The plantation home was known as The Lester-Lauder House. The house was an antebellum I-house with Carolina type porch and enclosed rear shed rooms.

==The owner==
In 1834, prior to coming to Florida, Lester became the head of vigilante committee called "The Regulators" during the funeral of a Mr. Roundtree. In May 1846, the Florida Superior Court the grand jury investigated the deaths of two Georgia citizens at the hands of The Regulators. Judge Scarborough instructed the grand jury not to indict The Regulators for murder, but to issue a warning that they would be indicted the next time. The grand jury called on the officers of The Regulators to dismiss the body that was no longer needed for the purpose it was organized.

William Lester was a signee to the Southern Rights Association of Centreville District on secession from the Union for the protection of Southern interests and the vindication of Southern rights to preserve and protect the Constitution in its purity as the basis of Federal compact, and the only foundation on which the Union of the States was made, or on which that Union should be preserved.

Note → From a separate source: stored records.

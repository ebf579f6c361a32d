use super::{ClearReport, DataStore};
use crate::error::Result;
use crate::model::{Customer, Movie, NewCustomer, NewMovie, Rental, RentalRecord};
use chrono::NaiveDate;
use rusqlite::{params, Connection, OptionalExtension, Row};
use std::path::Path;
use std::time::Duration;
use tracing::{debug, info};

const CREATE_MOVIES_TABLE: &str = "
    CREATE TABLE IF NOT EXISTS movies (
        movie_id INTEGER PRIMARY KEY AUTOINCREMENT,
        title TEXT NOT NULL CHECK (length(trim(title)) > 0),
        release_year INTEGER NOT NULL,
        genre TEXT NOT NULL,
        director TEXT NOT NULL
    )";

const CREATE_CUSTOMERS_TABLE: &str = "
    CREATE TABLE IF NOT EXISTS customers (
        customer_id INTEGER PRIMARY KEY AUTOINCREMENT,
        first_name TEXT NOT NULL,
        last_name TEXT NOT NULL,
        email TEXT NOT NULL UNIQUE CHECK (length(trim(email)) > 0),
        phone TEXT
    )";

const CREATE_RENTALS_TABLE: &str = "
    CREATE TABLE IF NOT EXISTS rentals (
        rental_id INTEGER PRIMARY KEY AUTOINCREMENT,
        customer_id INTEGER NOT NULL REFERENCES customers (customer_id) ON DELETE CASCADE,
        movie_id INTEGER NOT NULL REFERENCES movies (movie_id),
        rental_date DATE NOT NULL,
        return_date DATE
    )";

/// SQLite-backed store. Owns the single connection used for the whole run.
pub struct SqliteStore {
    conn: Connection,
}

impl SqliteStore {
    pub fn open<P: AsRef<Path>>(path: P) -> Result<Self> {
        let path = path.as_ref();
        if let Some(parent) = path.parent() {
            if !parent.as_os_str().is_empty() && !parent.exists() {
                std::fs::create_dir_all(parent)?;
            }
        }
        debug!(path = %path.display(), "opening database");
        Self::from_connection(Connection::open(path)?)
    }

    pub fn open_in_memory() -> Result<Self> {
        Self::from_connection(Connection::open_in_memory()?)
    }

    fn from_connection(conn: Connection) -> Result<Self> {
        // Foreign keys are off by default in SQLite and must be enabled per connection.
        conn.pragma_update(None, "foreign_keys", true)?;
        Ok(Self { conn })
    }

    /// How long a statement waits on a lock held by another process before failing.
    pub fn with_busy_timeout(self, timeout: Duration) -> Result<Self> {
        self.conn.busy_timeout(timeout)?;
        Ok(self)
    }
}

fn movie_from_row(row: &Row<'_>) -> rusqlite::Result<Movie> {
    Ok(Movie {
        movie_id: row.get(0)?,
        title: row.get(1)?,
        release_year: row.get(2)?,
        genre: row.get(3)?,
        director: row.get(4)?,
    })
}

fn customer_from_row(row: &Row<'_>) -> rusqlite::Result<Customer> {
    Ok(Customer {
        customer_id: row.get(0)?,
        first_name: row.get(1)?,
        last_name: row.get(2)?,
        email: row.get(3)?,
        phone: row.get(4)?,
    })
}

fn rental_from_row(row: &Row<'_>) -> rusqlite::Result<Rental> {
    Ok(Rental {
        rental_id: row.get(0)?,
        customer_id: row.get(1)?,
        movie_id: row.get(2)?,
        rental_date: row.get(3)?,
        return_date: row.get(4)?,
    })
}

fn rental_record_from_row(row: &Row<'_>) -> rusqlite::Result<RentalRecord> {
    Ok(RentalRecord {
        rental_id: row.get(0)?,
        customer: row.get(1)?,
        movie: row.get(2)?,
        rental_date: row.get(3)?,
        return_date: row.get(4)?,
    })
}

impl DataStore for SqliteStore {
    fn ensure_schema(&self) -> Result<()> {
        for ddl in [
            CREATE_MOVIES_TABLE,
            CREATE_CUSTOMERS_TABLE,
            CREATE_RENTALS_TABLE,
        ] {
            self.conn.execute(ddl, [])?;
        }
        info!("schema ready");
        Ok(())
    }

    fn insert_movie(&mut self, movie: NewMovie) -> Result<Movie> {
        debug!(title = %movie.title, "inserting movie");
        self.conn.execute(
            "INSERT INTO movies (title, release_year, genre, director) VALUES (?1, ?2, ?3, ?4)",
            params![movie.title, movie.release_year, movie.genre, movie.director],
        )?;
        Ok(movie.with_id(self.conn.last_insert_rowid()))
    }

    fn list_movies(&self) -> Result<Vec<Movie>> {
        let mut stmt = self.conn.prepare(
            "SELECT movie_id, title, release_year, genre, director FROM movies ORDER BY movie_id",
        )?;
        let movies = stmt
            .query_map([], movie_from_row)?
            .collect::<rusqlite::Result<Vec<_>>>()?;
        debug!(count = movies.len(), "listed movies");
        Ok(movies)
    }

    fn insert_customer(&mut self, customer: NewCustomer) -> Result<Customer> {
        debug!(email = %customer.email, "inserting customer");
        self.conn.execute(
            "INSERT INTO customers (first_name, last_name, email, phone) VALUES (?1, ?2, ?3, ?4)",
            params![
                customer.first_name,
                customer.last_name,
                customer.email,
                customer.phone
            ],
        )?;
        Ok(customer.with_id(self.conn.last_insert_rowid()))
    }

    fn list_customers(&self) -> Result<Vec<Customer>> {
        let mut stmt = self.conn.prepare(
            "SELECT customer_id, first_name, last_name, email, phone
             FROM customers ORDER BY customer_id",
        )?;
        let customers = stmt
            .query_map([], customer_from_row)?
            .collect::<rusqlite::Result<Vec<_>>>()?;
        debug!(count = customers.len(), "listed customers");
        Ok(customers)
    }

    fn update_customer_email(&mut self, customer_id: i64, email: &str) -> Result<bool> {
        debug!(customer_id, email, "updating customer email");
        let changed = self.conn.execute(
            "UPDATE customers SET email = ?1 WHERE customer_id = ?2",
            params![email, customer_id],
        )?;
        Ok(changed > 0)
    }

    fn remove_customer(&mut self, customer_id: i64) -> Result<bool> {
        debug!(customer_id, "removing customer");
        let changed = self.conn.execute(
            "DELETE FROM customers WHERE customer_id = ?1",
            params![customer_id],
        )?;
        Ok(changed > 0)
    }

    fn rent_movie(&mut self, customer_id: i64, movie_id: i64, on: NaiveDate) -> Result<Rental> {
        debug!(customer_id, movie_id, %on, "renting movie");
        self.conn.execute(
            "INSERT INTO rentals (customer_id, movie_id, rental_date, return_date)
             VALUES (?1, ?2, ?3, NULL)",
            params![customer_id, movie_id, on],
        )?;
        Ok(Rental {
            rental_id: self.conn.last_insert_rowid(),
            customer_id,
            movie_id,
            rental_date: on,
            return_date: None,
        })
    }

    fn return_movie(&mut self, rental_id: i64, on: NaiveDate) -> Result<bool> {
        debug!(rental_id, %on, "returning movie");
        let changed = self.conn.execute(
            "UPDATE rentals SET return_date = ?1 WHERE rental_id = ?2 AND return_date IS NULL",
            params![on, rental_id],
        )?;
        Ok(changed > 0)
    }

    fn list_rentals(&self) -> Result<Vec<RentalRecord>> {
        let mut stmt = self.conn.prepare(
            "SELECT r.rental_id,
                    c.first_name || ' ' || c.last_name,
                    m.title,
                    r.rental_date,
                    r.return_date
             FROM rentals r
             JOIN customers c ON c.customer_id = r.customer_id
             JOIN movies m ON m.movie_id = r.movie_id
             ORDER BY r.rental_date DESC, r.rental_id DESC",
        )?;
        let rentals = stmt
            .query_map([], rental_record_from_row)?
            .collect::<rusqlite::Result<Vec<_>>>()?;
        debug!(count = rentals.len(), "listed rentals");
        Ok(rentals)
    }

    fn get_rental(&self, rental_id: i64) -> Result<Option<Rental>> {
        let rental = self
            .conn
            .query_row(
                "SELECT rental_id, customer_id, movie_id, rental_date, return_date
                 FROM rentals WHERE rental_id = ?1",
                params![rental_id],
                rental_from_row,
            )
            .optional()?;
        Ok(rental)
    }

    fn clear_all(&mut self) -> Result<ClearReport> {
        let rentals = self.conn.execute("DELETE FROM rentals", [])?;
        let customers = self.conn.execute("DELETE FROM customers", [])?;
        let movies = self.conn.execute("DELETE FROM movies", [])?;
        let report = ClearReport {
            rentals,
            customers,
            movies,
        };
        info!(?report, "cleared all tables");
        Ok(report)
    }
}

By 1870, he owned 5,000 acres (20 km^{2}) of land in Texas, Georgia, and Florida.

Lester Cemetery had an ornamental iron fence. An obelisk marked the location of Captain Lester and his wife Rhoda. A total of 11 interments with brick vaults were at this cemetery before its removal. Pieces of pearlware sherd were found around the graveyard.

In 1997, the Lester-Lauder house was razed to the ground to make way for a commercial interest called Bannerman Crossing.